6. OPPOSITION; An indication of the tide turning is the opposition to change coming from predictable quarters: church men of a certain perspective – conservative, ultra-conservative, traditional and ultra-traditional, are becoming progressively more shrill in their ritual condemnations of Pope Francis and his reforms. Just as Pope John XXIII was called a heretic for convening the Second Vatican Council, Francis is being subjected to the same abuse for seeking to implement it.
7. THEOLOGIANS; The John Paul-Benedict years saw the diminishment of theologians into cheer-leaders for whatever enthusiasm was the signature tune of the then current pontificate. The oppressive control of those years was represented by the Congregation for the Doctrine of the Faith (CDF) now in the process of being reformed as part of the new Francis dawn. Theologians are now free to say what they think and no longer have to hold up a wet finger in the air to see which way the wind is blowing.
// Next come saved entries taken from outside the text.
use crate::configs;
use serde_json;
use std::collections::BTreeMap;
use std::env;
use std::io::{Error, ErrorKind, Write};
use std::path::PathBuf;
use std::process::{Command, Stdio};

/// One invocation of the external geoprocessing engine: the fully qualified
/// tool name and the ordered parameter array, plus any environment settings
/// the tool honors. This is the whole contract; all computation happens on
/// the other side of it.
#[derive(Serialize, Debug, Clone)]
pub struct EngineRequest {
    pub tool: String,
    pub parameters: Vec<String>,
    pub environment: BTreeMap<String, String>,
}

#[derive(Deserialize, Debug, Clone)]
pub struct EngineResponse {
    pub status: String,
    #[serde(default)]
    pub messages: Vec<String>,
    #[serde(default)]
    pub outputs: BTreeMap<String, String>,
    #[serde(default)]
    pub error: Option<String>,
}

/// Client for the engine subprocess. The request is written as JSON on the
/// child's stdin and the response read as JSON from its stdout.
pub struct EngineClient {
    engine_path: PathBuf,
}

impl EngineClient {
    pub fn new(engine_path: PathBuf) -> EngineClient {
        EngineClient {
            engine_path: engine_path,
        }
    }

    /// Resolves the engine binary: `engine_path` in settings.json, then the
    /// GP_ENGINE environment variable, then `engine[.exe]` beside the
    /// executable.
    pub fn locate() -> Result<EngineClient, Error> {
        let configs = configs::get_configs()?;
        if !configs.engine_path.is_empty() {
            return Ok(EngineClient::new(PathBuf::from(configs.engine_path)));
        }
        if let Ok(p) = env::var("GP_ENGINE") {
            if !p.is_empty() {
                return Ok(EngineClient::new(PathBuf::from(p)));
            }
        }
        let mut dir = env::current_exe()?;
        dir.pop();
        let ext = if cfg!(target_os = "windows") {
            ".exe"
        } else {
            ""
        };
        dir.push(format!("engine{}", ext));
        if !dir.is_file() {
            return Err(Error::new(
                ErrorKind::NotFound,
                "No geoprocessing engine found. Set engine_path in settings.json or the GP_ENGINE environment variable.",
            ));
        }
        Ok(EngineClient::new(dir))
    }

    pub fn execute(&self, request: &EngineRequest) -> Result<EngineResponse, Error> {
        let payload = serde_json::to_string(request)
            .map_err(|e| Error::new(ErrorKind::InvalidData, format!("{:?}", e)))?;

        let mut child = Command::new(&self.engine_path)
            .arg("run")
            .stdin(Stdio::piped())
            .stdout(Stdio::piped())
            .spawn()?;
        match child.stdin.as_mut() {
            Some(stdin) => stdin.write_all(payload.as_bytes())?,
            None => {
                return Err(Error::new(
                    ErrorKind::BrokenPipe,
                    "Failed to open the engine's stdin.",
                ))
            }
        }
        let output = child.wait_with_output()?;
        if !output.status.success() {
            return Err(Error::new(
                ErrorKind::Other,
                format!(
                    "Engine subprocess exited with {} running {}.",
                    output.status, request.tool
                ),
            ));
        }
        let response: EngineResponse = serde_json::from_slice(&output.stdout).map_err(|e| {
            Error::new(
                ErrorKind::InvalidData,
                format!("Malformed engine response: {:?}", e),
            )
        })?;
        if response.status != "ok" {
            return Err(Error::new(
                ErrorKind::Other,
                response
                    .error
                    .unwrap_or_else(|| format!("Engine reported failure running {}.", request.tool)),
            ));
        }
        Ok(response)
    }
}

#[cfg(test)]
mod tests {
    use super::*;

    #[test]
    fn request_serializes_with_ordered_parameters() {
        let mut environment = BTreeMap::new();
        environment.insert("workspace".to_string(), "/data/gp.gdb".to_string());
        let request = EngineRequest {
            tool: "sa.RegionGroup".to_string(),
            parameters: vec![
                "landcover.tif".to_string(),
                "regions.tif".to_string(),
                "FOUR".to_string(),
                "WITHIN".to_string(),
                "true".to_string(),
                "#".to_string(),
            ],
            environment: environment,
        };
        let v: serde_json::Value =
            serde_json::from_str(&serde_json::to_string(&request).unwrap()).unwrap();
        assert_eq!(v["tool"], "sa.RegionGroup");
        let params = v["parameters"].as_array().unwrap();
        assert_eq!(params.len(), 6);
        assert_eq!(params[2], "FOUR");
        assert_eq!(params[5], "#");
        assert_eq!(v["environment"]["workspace"], "/data/gp.gdb");
    }

    #[test]
    fn response_defaults_apply_when_fields_are_absent() {
        let response: EngineResponse = serde_json::from_str("{\"status\":\"ok\"}").unwrap();
        assert_eq!(response.status, "ok");
        assert!(response.messages.is_empty());
        assert!(response.outputs.is_empty());
        assert!(response.error.is_none());
    }

    #[test]
    fn response_carries_derived_outputs() {
        let response: EngineResponse = serde_json::from_str(
            "{\"status\":\"ok\",\"messages\":[\"Build complete.\"],\"outputs\":{\"derived_out_terrain\":\"gis.gdb/fds/terrain\"}}",
        )
        .unwrap();
        assert_eq!(response.messages.len(), 1);
        assert_eq!(
            response.outputs.get("derived_out_terrain").unwrap(),
            "gis.gdb/fds/terrain"
        );
    }
}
8. INCLUSION; The heart of the Gospel is one of welcome and inclusion. A church that embraces all peoples but especially those who feel on the outside. The Holy Father says that “inclusion should be the first ‘rock’ on which to build our house”. The Pope quotes his 2020 encyclical letter, Fratelli Tutti (“All Brothers”), to point out that inclusion must always be considered.
9. DEVELOPMENT OF DOCTRINE; In the past a myth was carefully constructed to the effect that the teaching of the Catholic Church never changed and couldn’t change. That approach no longer has substance thanks to theologians who were prepared to indicate that over the centuries the precise opposite was the case. It is clear that engaging with the changing world we live in, as Vatican Two suggested, means accepting inevitable changes in church teaching.
10. THE PEOPLE OF GOD; It is clear now, both anecdotally and from a plethora of surveys, that Catholics generally are open to change and are becoming increasingly frustrated with the slow pace of change. Leadership in the movement towards a Synodal Church will come from ‘lay’ Catholics – if they are given the chance. If not, it won’t happen.
Though Francis is 86, even after 3-hour surgery in June, he shows no sign of letting up. After a long winter, spring is coming. The oldest serving pope in 120 years is in a hurry to get things done before God calls him home.